I have learned something about myself this week……I don’t like to share.  You would think, being raised with a sister just a year older than me, that I would be good at this sharing thing.  She and I went through our childhood having to learn how to share a room and toys.  Although we argued…… a lot, I think we both came away with some life lessons.  I have found that, as we age, some of the lessons of our youth fade away.

The past few weeks have been challenging ones in our household. My son, CJ was determined to drop out of school. With the help of some amazing administrators, we were able to work out a new schedule for him that combines some classes at school and some online.  This gives him a little down time during the week from the stressors that affect him at school.

My biggest challenge was that, while he is working on his online classes, I will also be working from home.  Due to the fact that he has focus issues, I have decided to set up his computer in my office. I have a large desk/craft table in my office and we are now working on opposite sides of that desk.  This means that there is additional noise during my work day, random singing and talking and constant fidgeting.

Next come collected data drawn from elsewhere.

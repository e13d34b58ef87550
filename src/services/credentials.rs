use std::sync::Arc;
use thiserror::Error;
use tokio::task;
use tracing::info;

use crate::auth::password::{hash_password, verify_password, HashError};
use crate::auth::{TokenError, TokenIssuer};
use crate::database::models::{NewUser, User};
use crate::database::{DatabaseError, UserStore};

#[derive(Debug, Error)]
pub enum AuthError {
    #[error("{0}")]
    InvalidInput(&'static str),

    #[error("User already exists")]
    UserExists,

    #[error("Invalid username or password")]
    InvalidCredentials,

    #[error(transparent)]
    Token(#[from] TokenError),

    #[error(transparent)]
    Hash(#[from] HashError),

    #[error("Password worker failed: {0}")]
    Join(#[from] task::JoinError),

    #[error(transparent)]
    Database(DatabaseError),
}

impl From<DatabaseError> for AuthError {
    fn from(err: DatabaseError) -> Self {
        match err {
            DatabaseError::Conflict(_) => AuthError::UserExists,
            other => AuthError::Database(other),
        }
    }
}

/// Registers identities and exchanges valid credentials for tokens
pub struct CredentialService {
    users: Arc<dyn UserStore>,
    tokens: Arc<dyn TokenIssuer>,
}

impl CredentialService {
    pub fn new(users: Arc<dyn UserStore>, tokens: Arc<dyn TokenIssuer>) -> Self {
        Self { users, tokens }
    }

    pub async fn register(&self, username: &str, password: &str) -> Result<User, AuthError> {
        let username = validate(username, password)?;

        // insert() still enforces uniqueness under concurrent registrations
        if self.users.find_by_username(username).await?.is_some() {
            return Err(AuthError::UserExists);
        }

        // Argon2 is CPU-bound; keep it off the async workers
        let owned = password.to_string();
        let password_hash = task::spawn_blocking(move || hash_password(&owned)).await??;
        let user = self
            .users
            .insert(NewUser { username: username.to_string(), password_hash })
            .await?;

        info!(user_id = %user.id, username = %user.username, "User registered");
        Ok(user)
    }

    pub async fn login(&self, username: &str, password: &str) -> Result<String, AuthError> {
        let username = validate(username, password)?;

        let user = self
            .users
            .find_by_username(username)
            .await?
            .ok_or(AuthError::InvalidCredentials)?;

        let (hash, owned) = (user.password_hash.clone(), password.to_string());
        if !task::spawn_blocking(move || verify_password(&hash, &owned)).await? {
            return Err(AuthError::InvalidCredentials);
        }

        let token = self.tokens.issue(&user)?;
        info!(user_id = %user.id, "User logged in");
        Ok(token)
    }
}

fn validate<'a>(username: &'a str, password: &str) -> Result<&'a str, AuthError> {
    let username = username.trim();
    if username.is_empty() {
        return Err(AuthError::InvalidInput("Username is required"));
    }
    if password.is_empty() {
        return Err(AuthError::InvalidInput("Password is required"));
    }
    Ok(username)
}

Over the past 2 years that I have been working from home, I have been spoiled.  My office has been my refuge.  I even painted it lilac to make sure it remained the ‘girl’ space in this house. My days were peaceful  and quiet.  I could get my work done with few distractions. I could play music if I chose…..what- ever music I wanted to hear.  I could keep the thermostat at my comfort level and adjust accord to my mood.  You see? Spoiled.  This week that all changed.

I have found that CJ is more comfortable working this way since he doesn’t have the stress of  dealing with other kids or classroom anxiety.  The challenge is that, once again seeing to his comfort and making sure that he can accomplish school over-all is disrupting my comfort.  This is something that all parents face……it is definitely something all parents of special needs children face.  Unfortunately,  I have found myself a bit resentful this week.  That is not a good feeling to have.

I will try to work on this feeling and I will try to make this situation work, since it seems like the best solution for my son…..but I don’t think it will be easy for me.  I will have to dig deep and find compromise in me and hopefully he will do the same.